Tree with Two Flowers

A group of blooming trees caught my eye near the local high school so I stopped to examine them. I really should get a bumper sticker that says “This car pulls over for strange plants and native flowers.” The plant turned out to be groundsel bush, Baccharis halimifolia.

What was particularly striking was that what appeared to be two different plants was actually the same species with male and female flowers on different plants (so, yes, technically they were two different plants). Baccharis is dioecious — male and female flowers are on separate plants.

Now we know plenty of dioecious plants (you do, really). Holly (Ilex) is one of the most common ones, but you need a hand lens to tell the difference between the male and female flowers on that one. Another example is fringetree (Chionanthus virginicus); that one is slightly more obvious if someone has already told you that the flowers are a bit showier on the male plant. Even then I think I’d need to see them side by side to recognize what “a bit showier” means.
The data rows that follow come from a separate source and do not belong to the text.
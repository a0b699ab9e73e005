//! Integration tests for the storage components
//!
//! These tests verify that snapshot-backed storage survives a reopen and
//! that change events are routed between contexts the way the session
//! layer depends on.

use std::path::PathBuf;
use std::time::Duration;

use common::storage::{SharedStorage, StorageConfig};
use tokio::time::timeout;
use uuid::Uuid;

fn temp_snapshot_path() -> PathBuf {
    std::env::temp_dir().join(format!("yessgo-storage-{}.json", Uuid::new_v4()))
}

/// Test that a snapshot-backed store persists entries across a reopen
#[test]
fn test_snapshot_roundtrip() -> Result<(), Box<dyn std::error::Error>> {
    let path = temp_snapshot_path();
    let config = StorageConfig {
        snapshot_path: Some(path.clone()),
        event_capacity: 64,
    };

    {
        let storage = SharedStorage::open(&config)?;
        let context = storage.context();
        context.set("token", "tok1");
        context.set("user", r#"{"id":"u1"}"#);
        context.set("scratch", "gone");
        context.remove("scratch");
    }

    // Reopen from the snapshot file, as after a restart
    let storage = SharedStorage::open(&config)?;
    let context = storage.context();
    assert_eq!(context.get("token"), Some("tok1".to_string()));
    assert_eq!(context.get("user"), Some(r#"{"id":"u1"}"#.to_string()));
    assert_eq!(context.get("scratch"), None);

    std::fs::remove_file(&path)?;
    Ok(())
}

/// Test that a corrupt snapshot file opens as empty storage
#[test]
fn test_corrupt_snapshot_starts_empty() -> Result<(), Box<dyn std::error::Error>> {
    let path = temp_snapshot_path();
    std::fs::write(&path, "not json at all")?;

    let config = StorageConfig {
        snapshot_path: Some(path.clone()),
        event_capacity: 64,
    };

    let storage = SharedStorage::open(&config)?;
    assert_eq!(storage.context().get("token"), None);

    std::fs::remove_file(&path)?;
    Ok(())
}

/// Test that changes made in one context reach the others, but never the
/// writer itself
#[tokio::test]
async fn test_cross_context_event_delivery() -> Result<(), Box<dyn std::error::Error>> {
    let storage = SharedStorage::in_memory();
    let tab_a = storage.context();
    let tab_b = storage.context();

    let mut a_events = tab_a.subscribe();
    let mut b_events = tab_b.subscribe();

    tab_a.set("token", "tok1");

    let event = timeout(Duration::from_secs(1), b_events.recv()).await?.unwrap();
    assert_eq!(event.key, "token");
    assert_eq!(event.new_value, Some("tok1".to_string()));

    // The writing context gets nothing back for its own write
    tab_b.set("user", r#"{"id":"u1"}"#);
    let event = timeout(Duration::from_secs(1), a_events.recv()).await?.unwrap();
    assert_eq!(event.key, "user");

    // Removal is delivered as an absent value
    tab_a.remove("token");
    let event = timeout(Duration::from_secs(1), b_events.recv()).await?.unwrap();
    assert_eq!(event.key, "token");
    assert_eq!(event.new_value, None);

    Ok(())
}

/// Test that untracked writes never produce events but are readable
#[tokio::test]
async fn test_untracked_writes_are_silent() -> Result<(), Box<dyn std::error::Error>> {
    let storage = SharedStorage::in_memory();
    let tab = storage.context();
    let mut events = tab.subscribe();

    storage.set_untracked("token", "tok1");
    storage.remove_untracked("token");
    storage.set_untracked("user", r#"{"id":"u1"}"#);

    assert_eq!(tab.get("user"), Some(r#"{"id":"u1"}"#.to_string()));

    let delivery = timeout(Duration::from_millis(100), events.recv()).await;
    assert!(delivery.is_err(), "untracked writes must not emit events");

    Ok(())
}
Here is a whole page full of them: familiar names like juniper, persimmon, and willow are there. Dioecious plants are frustrating to gardeners that want fruit (like persimmon and hollies) but a blessing to those that don’t want it as well (think Gingko, a non-native tree with stinky female fruits).

Groundsel bush is considered a large shrub or small tree, growing up to 12 feet. As with many native plants, it has a delightful collection of common names: groundseltree, eastern Baccharis, sea-myrtle, consumptionweed, salt marsh-elder, and salt bush. The seeds on the female tree are very striking in the fall. I found one source that described them as “silvery, plume-like achenes” that resemble “silvery paintbrushes.” Here are some good pictures of the plant.
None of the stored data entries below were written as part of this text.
use anyhow::Result;
use tracing::{Level, info, warn};
use tracing_subscriber::FmtSubscriber;

mod api;
mod guard;
mod models;
mod signals;
mod synchronizer;
mod validation;

use common::storage::{SharedStorage, StorageConfig};

use crate::api::{ApiClient, ApiConfig};
use crate::signals::{FocusSignal, SignalConfig, SignalDriver};
use crate::synchronizer::SessionSynchronizer;

#[tokio::main]
async fn main() -> Result<()> {
    // Initialize logging
    let subscriber = FmtSubscriber::builder()
        .with_max_level(Level::INFO)
        .finish();

    tracing::subscriber::set_global_default(subscriber).expect("setting default subscriber failed");

    info!("Starting session service");

    // Open persisted storage
    let storage_config = StorageConfig::from_env()?;
    let storage = SharedStorage::open(&storage_config)?;

    // Build the synchronizer and start its reconciliation triggers
    let synchronizer = SessionSynchronizer::new(storage.context());
    let focus = FocusSignal::new();
    let signal_config = SignalConfig::from_env()?;
    let _driver = SignalDriver::spawn(&synchronizer, &focus, &signal_config);

    info!("Session service initialized successfully");

    // When storage already holds a session, refresh the profile so the
    // mirrored record is current
    let api_config = ApiConfig::from_env()?;
    let api_client = ApiClient::new(&api_config, synchronizer.clone())?;

    if guard::has_active_session(synchronizer.context()) {
        match api_client.fetch_profile().await {
            Ok(user) => info!("Refreshed profile for user: {}", user.id),
            Err(e) => warn!("Profile refresh failed: {}", e),
        }
    }

    // Log session state transitions until shutdown
    let mut states = synchronizer.subscribe();
    loop {
        tokio::select! {
            _ = tokio::signal::ctrl_c() => {
                info!("Shutting down session service");
                break;
            }
            changed = states.changed() => {
                if changed.is_err() {
                    break;
                }
                let state = states.borrow_and_update().clone();
                info!(
                    "Session state: authenticated={} user={:?}",
                    state.is_authenticated,
                    state.current_user.as_ref().map(|u| u.id.as_str())
                );
            }
        }
    }

    Ok(())
}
Mostly considered a plant of the coastal plain, apparently it is making its way more northward in the last few hundred years. Of interest is the fact that it is the only native species of the Asteraceae family that reaches tree size in the eastern US.

Groundsel bush is tolerant of saltwater spray so it is suitable for planting in beach communities or areas with brackish waters. In inland areas it is found in wet areas as well as disturbed places. Who knows how it got to this particular roadside near the high school? The plants are overhanging the sidewalk considerably so I expect a city crew will whack it back … and it will grow again next year.

I enjoyed discovering this new plant and learning more about it.


  1. What an interesting find! I think you have something with the bumper sticker. Maybe the GNPS should start selling those! :)

  2. We have these around the holding ponds in our area (southwest GA), but I've never noticed the yellow flowers before. I've known them as "high tide" bushes. I like your idea for a bumper sticker too. :) It's why my friends don't like taking daily morning walks with me - I'm always stopping to look at a plant, bug or bird!